Now the Obama administration — backed by a U. S. Senate resolution co-sponsored by Senators Kerry and McCain — is trying to do to Mubarak what past administrations have done to other friendly dictators when they fell out of favor with their subjects. To see this as anything other than cynical is the height of naivety. Despite all the talk of democracy and freedom and fair and open elections, what the administration is really trying to do is end up on the winning side in the hope that whatever government succeeds Mubarak will continue his policies. This is one of the reasons for all the optimistic talk about the Muslim Brotherhood. They are really not that radical, we are told; they are “sworn enemies” of al-Qaeda; they only want to introduce just a teenie-weenie bit of Sharia law. This is wishful thinking, not realistic analysis. Revolutions take on a life of their own, and no one can predict how they will turn out.

All this has put the neocons in a quandary. After all, they are the ones who have pushed nation-building and democracy in the Muslim world, partly on the theory that democratic regimes would be friendlier toward Israel. However, Mubarak, for all his faults, has been the only leader of a Muslim country that Israel could really call a friend, and democratic elections in several countries (most notably, the Palestinian Authority) have brought radical Islamists to power.

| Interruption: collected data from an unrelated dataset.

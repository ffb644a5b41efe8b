//! Status state machines for tasks and sprints.
//!
//! Every status change in the planning domain is computed here. Task status
//! is coupled to sprint membership: assignment, unassignment and the manual
//! completion toggle each consult the same table, so call sites never branch
//! on status themselves.

use super::{PlanningDomainError, SprintStatus, TaskStatus};

/// Membership or completion event applied to a task.
#[derive(Debug, Clone, Copy, PartialEq, Eq, Hash)]
pub enum TaskAction {
    /// The task joins a sprint.
    Assign,
    /// The task leaves its sprint, or the sprint is deleted.
    Unassign,
    /// The user marks the task complete or incomplete.
    ToggleCompletion,
}

/// Computes the status a task moves to when `action` is applied.
///
/// `in_sprint` describes membership before the action. Completed tasks keep
/// their status across membership changes; only the toggle reopens them.
#[must_use]
pub const fn next_task_status(
    current: TaskStatus,
    in_sprint: bool,
    action: TaskAction,
) -> TaskStatus {
    match (action, current, in_sprint) {
        (TaskAction::Assign | TaskAction::Unassign, TaskStatus::Done, _) => TaskStatus::Done,
        (TaskAction::Assign, TaskStatus::Open | TaskStatus::Planned, _) => TaskStatus::Planned,
        (TaskAction::Unassign, TaskStatus::Open | TaskStatus::Planned, _) => TaskStatus::Open,
        (TaskAction::ToggleCompletion, TaskStatus::Done, true) => TaskStatus::Planned,
        (TaskAction::ToggleCompletion, TaskStatus::Done, false) => TaskStatus::Open,
        (TaskAction::ToggleCompletion, TaskStatus::Open | TaskStatus::Planned, _) => {
            TaskStatus::Done
        }
    }
}

/// Lifecycle event applied to a sprint.
#[derive(Debug, Clone, Copy, PartialEq, Eq, Hash)]
pub enum SprintAction {
    /// Begin a planned sprint.
    Start,
    /// Return an active sprint to planning.
    Stop,
    /// Finish a planned or active sprint.
    Complete,
    /// Reset after the sprint's dates or tasks were edited.
    Replan,
}

impl SprintAction {
    /// Returns the user action that moves a sprint towards `target`.
    ///
    /// Reaching [`SprintStatus::Planned`] by request means stopping; the
    /// re-planning reset is reserved for edits.
    #[must_use]
    pub const fn towards(target: SprintStatus) -> Self {
        match target {
            SprintStatus::Planned => Self::Stop,
            SprintStatus::Active => Self::Start,
            SprintStatus::Completed => Self::Complete,
        }
    }

    /// Returns the status this action leads to when permitted.
    #[must_use]
    pub const fn target(self) -> SprintStatus {
        match self {
            Self::Start => SprintStatus::Active,
            Self::Stop | Self::Replan => SprintStatus::Planned,
            Self::Complete => SprintStatus::Completed,
        }
    }
}

impl SprintStatus {
    /// Applies `action` and returns the resulting status.
    ///
    /// # Errors
    ///
    /// Returns [`PlanningDomainError::InvalidSprintTransition`] when the
    /// action is not permitted from the current status.
    pub const fn apply(self, action: SprintAction) -> Result<Self, PlanningDomainError> {
        match (self, action) {
            (Self::Planned, SprintAction::Start) => Ok(Self::Active),
            (Self::Active, SprintAction::Stop) => Ok(Self::Planned),
            (Self::Planned | Self::Active, SprintAction::Complete) => Ok(Self::Completed),
            (_, SprintAction::Replan) => Ok(Self::Planned),
            (from, rejected) => Err(PlanningDomainError::InvalidSprintTransition {
                from,
                to: rejected.target(),
            }),
        }
    }
}
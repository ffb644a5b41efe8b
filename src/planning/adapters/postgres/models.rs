//! Diesel row models for planning persistence.

use super::schema::{sprint_tasks, sprints, tasks};
use chrono::{DateTime, NaiveDate, Utc};
use diesel::prelude::*;

/// Row model for task records.
#[derive(Debug, Clone, PartialEq, Eq, Queryable, Selectable, Insertable)]
#[diesel(table_name = tasks)]
#[diesel(check_for_backend(diesel::pg::Pg))]
pub struct TaskRow {
    /// Task identifier.
    pub id: uuid::Uuid,
    /// Trimmed task name.
    pub name: String,
    /// Trimmed task description.
    pub description: String,
    /// Task status.
    pub status: String,
    /// Optional due date.
    pub due_date: Option<NaiveDate>,
    /// Owning sprint, if any.
    pub sprint_id: Option<uuid::Uuid>,
    /// Creation timestamp.
    pub created_at: DateTime<Utc>,
    /// Last update timestamp.
    pub updated_at: DateTime<Utc>,
}

/// Row model for sprint records.
#[derive(Debug, Clone, PartialEq, Eq, Queryable, Selectable, Insertable)]
#[diesel(table_name = sprints)]
#[diesel(check_for_backend(diesel::pg::Pg))]
pub struct SprintRow {
    /// Sprint identifier.
    pub id: uuid::Uuid,
    /// First day of the sprint.
    pub start_date: NaiveDate,
    /// Last day of the sprint.
    pub end_date: NaiveDate,
    /// Sprint status.
    pub status: String,
    /// Creation timestamp.
    pub created_at: DateTime<Utc>,
    /// Last update timestamp.
    pub updated_at: DateTime<Utc>,
}

/// Row model for sprint membership.
#[derive(Debug, Clone, PartialEq, Eq, Queryable, Selectable, Insertable)]
#[diesel(table_name = sprint_tasks)]
#[diesel(check_for_backend(diesel::pg::Pg))]
pub struct SprintTaskRow {
    /// Member task.
    pub task_id: uuid::Uuid,
    /// Owning sprint.
    pub sprint_id: uuid::Uuid,
    /// Zero-based position within the sprint.
    pub position: i32,
}
//! Repository port for task and sprint persistence.
//!
//! Reads are plain lookups and filtered listings. Writes are grouped into a
//! [`ChangeSet`] that implementations must apply all-or-nothing, so a failed
//! commit never leaves a half-deleted sprint or a task pointing at a sprint
//! that does not list it.

use crate::planning::domain::{Sprint, SprintId, Task, TaskId, TaskStatus};
use std::cmp::Ordering;
use std::sync::Arc;
use thiserror::Error;

/// Result type for planning repository operations.
pub type PlanningRepositoryResult<T> = Result<T, PlanningRepositoryError>;

/// Planning persistence contract.
pub trait PlanningRepository: Send + Sync {
    /// Finds a task by identifier.
    ///
    /// Returns `None` when the task does not exist.
    ///
    /// # Errors
    ///
    /// Returns [`PlanningRepositoryError::Persistence`] when the store fails.
    fn find_task(&self, id: TaskId) -> PlanningRepositoryResult<Option<Task>>;

    /// Finds a sprint by identifier.
    ///
    /// Returns `None` when the sprint does not exist.
    ///
    /// # Errors
    ///
    /// Returns [`PlanningRepositoryError::Persistence`] when the store fails.
    fn find_sprint(&self, id: SprintId) -> PlanningRepositoryResult<Option<Sprint>>;

    /// Returns every sprint ordered by ascending start date.
    ///
    /// # Errors
    ///
    /// Returns [`PlanningRepositoryError::Persistence`] when the store fails.
    fn list_sprints(&self) -> PlanningRepositoryResult<Vec<Sprint>>;

    /// Returns the tasks matching `query`, sorted by its order.
    ///
    /// # Errors
    ///
    /// Returns [`PlanningRepositoryError::Persistence`] when the store fails.
    fn list_tasks(&self, query: &TaskQuery) -> PlanningRepositoryResult<Vec<Task>>;

    /// Applies every change in `changes` atomically.
    ///
    /// # Errors
    ///
    /// Returns a duplicate or not-found error when a change does not fit the
    /// stored state, [`PlanningRepositoryError::MembershipConflict`] when a
    /// task would belong to two sprints, or
    /// [`PlanningRepositoryError::Persistence`] when the store fails. Nothing
    /// is written in any of these cases.
    fn commit(&self, changes: &ChangeSet) -> PlanningRepositoryResult<()>;
}

/// Sort order for task listings.
#[derive(Debug, Clone, Copy, Default, PartialEq, Eq, Hash)]
pub enum TaskOrder {
    /// Oldest first.
    CreatedAscending,
    /// Newest first.
    #[default]
    CreatedDescending,
    /// Earliest due date first; undated tasks last.
    DueDateAscending,
    /// Alphabetical by name.
    NameAscending,
}

impl TaskOrder {
    /// Sorts `tasks` in place. Ties keep creation order.
    pub fn sort(self, tasks: &mut [Task]) {
        tasks.sort_by(|left, right| self.compare(left, right));
    }

    fn compare(self, left: &Task, right: &Task) -> Ordering {
        let by_creation = left.created_at().cmp(&right.created_at());
        match self {
            Self::CreatedAscending => by_creation,
            Self::CreatedDescending => by_creation.reverse(),
            Self::DueDateAscending => compare_due_dates(left, right).then(by_creation),
            Self::NameAscending => left
                .name()
                .as_str()
                .cmp(right.name().as_str())
                .then(by_creation),
        }
    }
}

fn compare_due_dates(left: &Task, right: &Task) -> Ordering {
    match (left.due_date(), right.due_date()) {
        (Some(left_due), Some(right_due)) => left_due.cmp(&right_due),
        (Some(_), None) => Ordering::Less,
        (None, Some(_)) => Ordering::Greater,
        (None, None) => Ordering::Equal,
    }
}

/// Filter and sort options for [`PlanningRepository::list_tasks`].
#[derive(Debug, Clone, Copy, Default, PartialEq, Eq)]
pub struct TaskQuery {
    status: Option<TaskStatus>,
    sprint_id: Option<SprintId>,
    order: TaskOrder,
}

impl TaskQuery {
    /// Matches every task, newest first.
    #[must_use]
    pub fn all() -> Self {
        Self::default()
    }

    /// Restricts the query to tasks with `status`.
    #[must_use]
    pub const fn with_status(mut self, status: TaskStatus) -> Self {
        self.status = Some(status);
        self
    }

    /// Restricts the query to members of `sprint_id`.
    #[must_use]
    pub const fn in_sprint(mut self, sprint_id: SprintId) -> Self {
        self.sprint_id = Some(sprint_id);
        self
    }

    /// Sets the result order.
    #[must_use]
    pub const fn ordered_by(mut self, order: TaskOrder) -> Self {
        self.order = order;
        self
    }

    /// Returns the status filter, if any.
    #[must_use]
    pub const fn status(&self) -> Option<TaskStatus> {
        self.status
    }

    /// Returns the sprint filter, if any.
    #[must_use]
    pub const fn sprint_id(&self) -> Option<SprintId> {
        self.sprint_id
    }

    /// Returns the result order.
    #[must_use]
    pub const fn order(&self) -> TaskOrder {
        self.order
    }

    /// Returns `true` when `task` passes every filter.
    #[must_use]
    pub fn matches(&self, task: &Task) -> bool {
        self.status.is_none_or(|status| task.status() == status)
            && self
                .sprint_id
                .is_none_or(|sprint_id| task.sprint_id() == Some(sprint_id))
    }
}

/// Single write within a [`ChangeSet`].
#[derive(Debug, Clone, PartialEq, Eq)]
pub enum PlanningChange {
    /// Stores a new task.
    InsertTask(Task),
    /// Replaces an existing task.
    UpdateTask(Task),
    /// Removes a task.
    DeleteTask(TaskId),
    /// Stores a new sprint with its membership.
    InsertSprint(Sprint),
    /// Replaces an existing sprint and its membership.
    UpdateSprint(Sprint),
    /// Removes a sprint and its membership rows.
    DeleteSprint(SprintId),
}

/// Ordered batch of writes committed as one unit.
#[derive(Debug, Clone, Default, PartialEq, Eq)]
pub struct ChangeSet {
    changes: Vec<PlanningChange>,
}

impl ChangeSet {
    /// Creates an empty change set.
    #[must_use]
    pub fn new() -> Self {
        Self::default()
    }

    /// Queues a task insert.
    pub fn insert_task(&mut self, task: Task) -> &mut Self {
        self.changes.push(PlanningChange::InsertTask(task));
        self
    }

    /// Queues a task update.
    pub fn update_task(&mut self, task: Task) -> &mut Self {
        self.changes.push(PlanningChange::UpdateTask(task));
        self
    }

    /// Queues a task deletion.
    pub fn delete_task(&mut self, id: TaskId) -> &mut Self {
        self.changes.push(PlanningChange::DeleteTask(id));
        self
    }

    /// Queues a sprint insert.
    pub fn insert_sprint(&mut self, sprint: Sprint) -> &mut Self {
        self.changes.push(PlanningChange::InsertSprint(sprint));
        self
    }

    /// Queues a sprint update.
    pub fn update_sprint(&mut self, sprint: Sprint) -> &mut Self {
        self.changes.push(PlanningChange::UpdateSprint(sprint));
        self
    }

    /// Queues a sprint deletion.
    pub fn delete_sprint(&mut self, id: SprintId) -> &mut Self {
        self.changes.push(PlanningChange::DeleteSprint(id));
        self
    }

    /// Returns the queued changes in application order.
    #[must_use]
    pub fn changes(&self) -> &[PlanningChange] {
        &self.changes
    }

    /// Returns the number of queued changes.
    #[must_use]
    pub fn len(&self) -> usize {
        self.changes.len()
    }

    /// Returns `true` when nothing is queued.
    #[must_use]
    pub fn is_empty(&self) -> bool {
        self.changes.is_empty()
    }
}

/// Errors returned by planning repository implementations.
#[derive(Debug, Clone, Error)]
pub enum PlanningRepositoryError {
    /// A task with the same identifier already exists.
    #[error("duplicate task identifier: {0}")]
    DuplicateTask(TaskId),

    /// A sprint with the same identifier already exists.
    #[error("duplicate sprint identifier: {0}")]
    DuplicateSprint(SprintId),

    /// The task was not found.
    #[error("task not found: {0}")]
    TaskNotFound(TaskId),

    /// The sprint was not found.
    #[error("sprint not found: {0}")]
    SprintNotFound(SprintId),

    /// The task would be listed by more than one sprint.
    #[error("task {task_id} is already a member of another sprint")]
    MembershipConflict {
        /// Task listed twice.
        task_id: TaskId,
    },

    /// Persistence-layer failure.
    #[error("persistence error: {0}")]
    Persistence(Arc<dyn std::error::Error + Send + Sync>),
}

impl PlanningRepositoryError {
    /// Wraps a persistence error.
    pub fn persistence(err: impl std::error::Error + Send + Sync + 'static) -> Self {
        Self::Persistence(Arc::new(err))
    }
}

So far the best advice on how to deal with the situation in Egypt has come from the Pauls, father and son (Congressman Ron and Senator Rand): cut off all aid, not just to Egypt, but to all nations. For one thing, we can no longer afford it. For another, it is none of our business. The Obama administration has no more right telling Mubarak that he must step aside than it does propping him up. The same goes for every other son of a bitch we have been bankrolling around the world. It is time for us to mind our own business.